mod email_extract;
mod followup;
mod image_tag;
mod intent_classify;
mod task_match;

pub use email_extract::handle as email_extract;
pub use followup::handle as followup;
pub use image_tag::handle as image_tag;
pub use intent_classify::handle as intent_classify;
pub use task_match::handle as task_match;

/// A handler's success: the JSON the job row is completed with, plus the
/// `notify:telegram` payload to publish (`None` suppresses notification,
/// e.g. `task_match` below the confidence threshold).
pub struct HandlerOutput {
    pub job_result: serde_json::Value,
    pub notification: Option<Notification>,
}

pub struct Notification {
    pub message_type: &'static str,
    pub content: serde_json::Value,
}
-=-=-
The answer must consist of every line from the data that holds the string "struct".

pub struct HandlerOutput {
pub struct Notification {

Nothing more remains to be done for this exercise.